━━━━━ RECORDED DATA

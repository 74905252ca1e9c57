use crate::raster::{Band, RasterCollection, RasterTile};
use crate::types::{LandcoverError, LandcoverResult};
use ndarray::Array2;
use num_traits::Float;
use std::cmp::Ordering;

/// Median of a set of samples; even counts average the two middle values.
///
/// Reorders `values` in place. Returns `None` for an empty slice.
pub fn median<T: Float>(values: &mut [T]) -> Option<T> {
    if values.is_empty() {
        return None;
    }
    values.sort_by(|a, b| a.partial_cmp(b).unwrap_or(Ordering::Equal));
    let mid = values.len() / 2;
    if values.len() % 2 == 0 {
        Some((values[mid - 1] + values[mid]) / (T::one() + T::one()))
    } else {
        Some(values[mid])
    }
}

/// Per-pixel temporal reducer over a stack of co-registered scenes
pub struct Compositor;

impl Compositor {
    /// Reduce a collection to one tile holding, for every band and pixel,
    /// the median of the valid observations. Pixels without any valid
    /// observation stay invalid.
    ///
    /// The band schema is taken from the first tile; every other tile must
    /// carry those bands on the same grid.
    pub fn median(collection: &RasterCollection) -> LandcoverResult<RasterTile> {
        let first = collection
            .tiles()
            .first()
            .ok_or_else(|| LandcoverError::EmptyCollection("no scenes to composite".to_string()))?;

        log::info!(
            "Compositing {} scenes ({} bands) by per-pixel median",
            collection.len(),
            first.band_count()
        );

        for tile in collection.iter() {
            if tile.shape() != first.shape() {
                return Err(LandcoverError::ShapeMismatch {
                    expected: first.shape(),
                    found: tile.shape(),
                });
            }
        }

        let mut composite = RasterTile::new(&first.grid());
        for name in first.band_names() {
            let layers = collection
                .iter()
                .map(|tile| tile.band(&name))
                .collect::<LandcoverResult<Vec<_>>>()?;
            let band = Self::median_band(&name, &layers, first.shape())?;
            log::debug!(
                "Band {}: {} of {} pixels composited",
                name,
                band.valid_count(),
                first.shape().0 * first.shape().1
            );
            composite.add_band(band)?;
        }

        Ok(composite)
    }

    fn pixel_median(layers: &[&Band], row: usize, col: usize) -> Option<f32> {
        let mut samples: Vec<f32> = layers.iter().filter_map(|b| b.get(row, col)).collect();
        median(&mut samples)
    }

    #[cfg(feature = "parallel")]
    fn median_band(name: &str, layers: &[&Band], shape: (usize, usize)) -> LandcoverResult<Band> {
        use rayon::prelude::*;

        let (rows, cols) = shape;
        let reduced: Vec<Option<f32>> = (0..rows * cols)
            .into_par_iter()
            .map(|idx| Self::pixel_median(layers, idx / cols, idx % cols))
            .collect();

        Self::assemble_band(name, shape, reduced)
    }

    #[cfg(not(feature = "parallel"))]
    fn median_band(name: &str, layers: &[&Band], shape: (usize, usize)) -> LandcoverResult<Band> {
        let (rows, cols) = shape;
        let reduced: Vec<Option<f32>> = (0..rows * cols)
            .map(|idx| Self::pixel_median(layers, idx / cols, idx % cols))
            .collect();

        Self::assemble_band(name, shape, reduced)
    }

    fn assemble_band(name: &str, shape: (usize, usize), reduced: Vec<Option<f32>>) -> LandcoverResult<Band> {
        let valid: Vec<bool> = reduced.iter().map(Option::is_some).collect();
        let values: Vec<f32> = reduced.into_iter().map(|v| v.unwrap_or(f32::NAN)).collect();

        let values = Array2::from_shape_vec(shape, values)
            .map_err(|e| LandcoverError::Processing(format!("Shape error: {}", e)))?;
        let valid = Array2::from_shape_vec(shape, valid)
            .map_err(|e| LandcoverError::Processing(format!("Shape error: {}", e)))?;

        Band::with_mask(name, values, valid)
    }
}

#[cfg(test)]
mod tests {
    use super::*;
    use crate::raster::test_support::grid;

    fn scene(values: Vec<f32>) -> RasterTile {
        let band = Band::new("B8", Array2::from_shape_vec((2, 2), values).unwrap());
        RasterTile::from_bands(&grid(2, 2), vec![band]).unwrap()
    }

    #[test]
    fn test_median_odd_and_even() {
        assert_eq!(median(&mut [3.0f32, 1.0, 2.0]), Some(2.0));
        assert_eq!(median(&mut [4.0f64, 1.0, 3.0, 2.0]), Some(2.5));
        assert_eq!(median::<f32>(&mut []), None);
    }

    #[test]
    fn test_single_scene_is_unchanged() {
        let only = scene(vec![0.1, f32::NAN, 0.3, 0.4]);
        let composite = Compositor::median(&RasterCollection::new(vec![only.clone()])).unwrap();

        let band = composite.band("B8").unwrap();
        let original = only.band("B8").unwrap();
        assert_eq!(band.valid, original.valid);
        for (i, j) in [(0, 0), (1, 0), (1, 1)] {
            assert_eq!(band.get(i, j), original.get(i, j));
        }
    }

    #[test]
    fn test_median_skips_masked_observations() {
        let collection = RasterCollection::new(vec![
            scene(vec![0.1, f32::NAN, 0.5, f32::NAN]),
            scene(vec![0.3, 0.2, f32::NAN, f32::NAN]),
            scene(vec![0.2, 0.4, 0.7, f32::NAN]),
        ]);
        let composite = Compositor::median(&collection).unwrap();
        let band = composite.band("B8").unwrap();

        assert_eq!(band.get(0, 0), Some(0.2));
        assert!((band.get(0, 1).unwrap() - 0.3).abs() < 1e-6);
        assert!((band.get(1, 0).unwrap() - 0.6).abs() < 1e-6);
        // No valid contributors
        assert_eq!(band.get(1, 1), None);
    }

    #[test]
    fn test_empty_collection() {
        let result = Compositor::median(&RasterCollection::default());
        assert!(matches!(result, Err(LandcoverError::EmptyCollection(_))));
    }

    #[test]
    fn test_schema_mismatch() {
        let other = RasterTile::from_bands(
            &grid(2, 2),
            vec![Band::new("B4", Array2::zeros((2, 2)))],
        )
        .unwrap();
        let collection = RasterCollection::new(vec![scene(vec![0.0; 4]), other]);
        assert!(matches!(
            Compositor::median(&collection),
            Err(LandcoverError::InvalidBandReference { .. })
        ));
    }
}
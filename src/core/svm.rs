//! Multi-class support-vector classifier
//!
//! One binary C-SVC per class pair, each solved with SMO using
//! second-order working-set selection. Prediction is by pairwise voting.

use crate::core::feature_stack::FeatureStack;
use crate::core::sampling::SampleTable;
use crate::raster::ClassifiedRaster;
use crate::types::{ClassCode, LandcoverError, LandcoverResult};
use ndarray::Array2;
use serde::{Deserialize, Serialize};
use std::collections::BTreeSet;

/// Floor for non-positive curvature in the two-variable subproblem
const TAU: f64 = 1e-12;

/// Kernel choice as configured
#[derive(Debug, Clone, Copy, PartialEq, Serialize, Deserialize)]
#[serde(tag = "type")]
pub enum Kernel {
    /// `K(a, b) = a . b`
    Linear,
    /// `K(a, b) = exp(-gamma |a - b|^2)`; `gamma: None` uses `1 / n_features`
    Rbf { gamma: Option<f64> },
}

impl Kernel {
    /// Kernel with every parameter fixed for `n_features` inputs
    pub fn resolve(&self, n_features: usize) -> LandcoverResult<KernelFunction> {
        match *self {
            Kernel::Linear => Ok(KernelFunction::Linear),
            Kernel::Rbf { gamma } => {
                let gamma = gamma.unwrap_or(1.0 / n_features.max(1) as f64);
                if !(gamma > 0.0) || !gamma.is_finite() {
                    return Err(LandcoverError::InvalidParameter(format!(
                        "RBF gamma must be positive, got {}",
                        gamma
                    )));
                }
                Ok(KernelFunction::Rbf { gamma })
            }
        }
    }
}

/// Kernel of a trained model
#[derive(Debug, Clone, Copy, PartialEq, Serialize, Deserialize)]
pub enum KernelFunction {
    Linear,
    Rbf { gamma: f64 },
}

impl KernelFunction {
    pub fn evaluate(&self, a: &[f64], b: &[f64]) -> f64 {
        match *self {
            KernelFunction::Linear => a.iter().zip(b).map(|(x, y)| x * y).sum(),
            KernelFunction::Rbf { gamma } => {
                let squared: f64 = a.iter().zip(b).map(|(x, y)| (x - y) * (x - y)).sum();
                (-gamma * squared).exp()
            }
        }
    }
}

━━━━━━━━━━

Which lines of the data include the word "impl"? Copy each one.

■ RESPONSE AREA:
impl Compositor {
impl Kernel {
impl KernelFunction {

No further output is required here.